(MATERIAL PROVIDED begins)

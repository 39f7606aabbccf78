//! Browser host bindings
//!
//! Flat-buffer surface for the JS game loop. Validation failures are logged
//! and treated as a no-op; nothing here throws into JS.

use glam::Vec2;
use wasm_bindgen::prelude::*;

use crate::camera::{CameraPose, GroundProjection, PlayerPose};
use crate::frame::FrameCore;
use crate::ground::{SamplingPolicy, render_performance, render_quality};
use crate::settings::{GroundSettings, MotionState};
use crate::world::ViewQuery;

#[wasm_bindgen(start)]
pub fn wasm_start() {
    console_error_panic_hook::set_once();
    // A second init (hot reload) is harmless
    let _ = console_log::init_with_level(log::Level::Info);
    log::info!("Mode-7 core loaded");
}

/// Module health probe; always 42
#[wasm_bindgen]
pub fn self_test() -> i32 {
    42
}

/// One game session: obstacle registry plus per-frame passes
#[wasm_bindgen]
pub struct GameCore {
    inner: FrameCore,
    last_dropped: usize,
}

impl Default for GameCore {
    fn default() -> Self {
        Self::new()
    }
}

#[wasm_bindgen]
impl GameCore {
    #[wasm_bindgen(constructor)]
    pub fn new() -> Self {
        Self {
            inner: FrameCore::new(GroundSettings::load()),
            last_dropped: 0,
        }
    }

    #[wasm_bindgen(js_name = resetObstacles)]
    pub fn reset_obstacles(&mut self) {
        self.inner.reset_obstacles();
        self.last_dropped = 0;
    }

    /// Append `count` records of `(x, y, radius, height, id, type)`
    ///
    /// Returns how many were stored; see `lastDroppedCount` for the rest.
    #[wasm_bindgen(js_name = appendObstacleBatch)]
    pub fn append_obstacle_batch(&mut self, data: &[f32], count: usize) -> usize {
        let report = self.inner.append_obstacle_batch(data, count);
        self.last_dropped = report.dropped();
        report.accepted
    }

    #[wasm_bindgen(js_name = lastDroppedCount)]
    pub fn last_dropped_count(&self) -> usize {
        self.last_dropped
    }

    #[wasm_bindgen(js_name = obstacleCount)]
    pub fn obstacle_count(&self) -> usize {
        self.inner.obstacle_count()
    }

    #[wasm_bindgen(js_name = renderGroundQuality)]
    #[allow(clippy::too_many_arguments)]
    pub fn render_ground_quality(
        &self,
        ground_pixels: &mut [u8],
        map_data: &[u8],
        ground_w: usize,
        ground_h: usize,
        map_w: usize,
        map_h: usize,
        camera_x: f32,
        camera_y: f32,
        cos_a: f32,
        sin_a: f32,
        focal_factor: f32,
        tan_half_fov: f32,
    ) {
        let projection =
            GroundProjection::new(camera_x, camera_y, cos_a, sin_a, focal_factor, tan_half_fov);
        if let Err(e) = render_quality(
            ground_pixels,
            map_data,
            ground_w,
            ground_h,
            map_w,
            map_h,
            &projection,
        ) {
            log::warn!("Ground render skipped: {}", e);
        }
    }

    #[wasm_bindgen(js_name = renderGroundPerformance)]
    #[allow(clippy::too_many_arguments)]
    pub fn render_ground_performance(
        &self,
        ground_pixels: &mut [u8],
        map_data: &[u8],
        ground_w: usize,
        ground_h: usize,
        map_w: usize,
        map_h: usize,
        camera_x: f32,
        camera_y: f32,
        cos_a: f32,
        sin_a: f32,
        focal_factor: f32,
        tan_half_fov: f32,
        base_res: i32,
        dynamic_res: bool,
        layered_res: bool,
        moving: bool,
        rotating: bool,
        tilt: f32,
    ) {
        let projection =
            GroundProjection::new(camera_x, camera_y, cos_a, sin_a, focal_factor, tan_half_fov);
        let policy = SamplingPolicy::Performance {
            base_resolution: base_res.max(1) as u32,
            layered: dynamic_res && layered_res,
            motion: MotionState {
                moving,
                rotating,
                tilt,
            },
        };
        if let Err(e) = render_performance(
            ground_pixels,
            map_data,
            ground_w,
            ground_h,
            map_w,
            map_h,
            &projection,
            &policy,
        ) {
            log::warn!("Ground render skipped: {}", e);
        }
    }

    /// Visible obstacles far to near, written as stride-6 records
    ///
    /// Returns the number of records written.
    #[wasm_bindgen(js_name = processVisibleObstacles)]
    #[allow(clippy::too_many_arguments)]
    pub fn process_visible_obstacles(
        &mut self,
        camera_x: f32,
        camera_y: f32,
        camera_z: f32,
        camera_angle: f32,
        player_x: f32,
        player_y: f32,
        player_height: f32,
        fov: f32,
        max_render_distance: f32,
        map_width: f32,
        map_height: f32,
        output: &mut [f32],
    ) -> usize {
        let query = ViewQuery {
            camera: CameraPose {
                pos: Vec2::new(camera_x, camera_y),
                height: camera_z,
                angle: camera_angle,
                fov,
                render_distance: max_render_distance,
                ..Default::default()
            },
            player: PlayerPose {
                pos: Vec2::new(player_x, player_y),
                height: player_height,
                radius: 0.0,
            },
            map_size: Vec2::new(map_width, map_height),
        };
        self.inner.process_visible_into(&query, output)
    }

    /// Whether the last visibility pass ran out of scratch space
    #[wasm_bindgen(js_name = visibilityTruncated)]
    pub fn visibility_truncated(&self) -> bool {
        self.inner.last_visibility_truncated()
    }

    #[wasm_bindgen(js_name = checkCollision)]
    #[allow(clippy::too_many_arguments)]
    pub fn check_collision(
        &self,
        player_x: f32,
        player_y: f32,
        player_radius: f32,
        player_height: f32,
        new_x: f32,
        new_y: f32,
        map_width: f32,
        map_height: f32,
    ) -> bool {
        let player = PlayerPose {
            pos: Vec2::new(player_x, player_y),
            height: player_height,
            radius: player_radius,
        };
        self.inner.check_collision(
            &player,
            Vec2::new(new_x, new_y),
            Vec2::new(map_width, map_height),
        )
    }

    /// Current ground settings as JSON
    #[wasm_bindgen(js_name = settingsJson)]
    pub fn settings_json(&self) -> String {
        serde_json::to_string(&self.inner.settings).unwrap_or_default()
    }

    /// Replace ground settings from JSON and persist them
    #[wasm_bindgen(js_name = setSettingsJson)]
    pub fn set_settings_json(&mut self, json: &str) {
        self.inner.settings = GroundSettings::from_json(json);
        self.inner.settings.save();
    }
}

(MATERIAL PROVIDED ends)

* [WHAT YOU NEED TO DO]:
Up to and including the line with "use crate::frame::FrameCore;", please return the records exactly, beginning from their first line.

* [WRITTEN ANSWER]:
repository 39f7606aabbccf78
//! Browser host bindings
//!
//! Flat-buffer surface for the JS game loop. Validation failures are logged
//! and treated as a no-op; nothing here throws into JS.

use glam::Vec2;
use wasm_bindgen::prelude::*;

use crate::camera::{CameraPose, GroundProjection, PlayerPose};
use crate::frame::FrameCore;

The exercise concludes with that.